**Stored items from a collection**
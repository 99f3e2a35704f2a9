//! Logging infrastructure for structured console and file output.

mod logger;
mod subscriber;
mod types;
mod utils;

pub use logger::Logger;
pub use subscriber::{DRY_RUN_TARGET, STAGE_TARGET, init_subscriber};
pub use types::{Log, TaskEntry, TaskStatus};
pub use utils::{cache_dir, log_file_path};

/// Create a Logger backed by an isolated per-thread tracing subscriber
/// with a [`FileLayer`](subscriber::FileLayer) writing into a temporary
/// directory, so that events emitted by logger methods reach a log file the
/// test can read.
///
/// The returned [`tracing::dispatcher::DefaultGuard`] must be kept alive for
/// the duration of the test; dropping it restores the previous thread-local
/// dispatcher.
#[cfg(test)]
#[allow(clippy::expect_used)]
pub(crate) fn isolated_logger() -> (Logger, tempfile::TempDir, tracing::dispatcher::DefaultGuard) {
    use tracing_subscriber::{Layer as _, filter::LevelFilter, layer::SubscriberExt as _};
    let tmp = tempfile::tempdir().expect("failed to create temp dir");
    let path = tmp.path().join("test.log");
    let file_layer = subscriber::FileLayer::new(&path).expect("failed to create file layer");
    let log = Logger::new(Some(path));
    let subscriber =
        tracing_subscriber::registry().with(file_layer.with_filter(LevelFilter::DEBUG));
    let guard = tracing::dispatcher::set_default(&tracing::Dispatch::new(subscriber));
    (log, tmp, guard)
}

**What you have to do**
Check all the records above and select each line where the string "dispatcher" is found.

**Answer**
/// The returned [`tracing::dispatcher::DefaultGuard`] must be kept alive for
/// dispatcher.
pub(crate) fn isolated_logger() -> (Logger, tempfile::TempDir, tracing::dispatcher::DefaultGuard) {
    let guard = tracing::dispatcher::set_default(&tracing::Dispatch::new(subscriber));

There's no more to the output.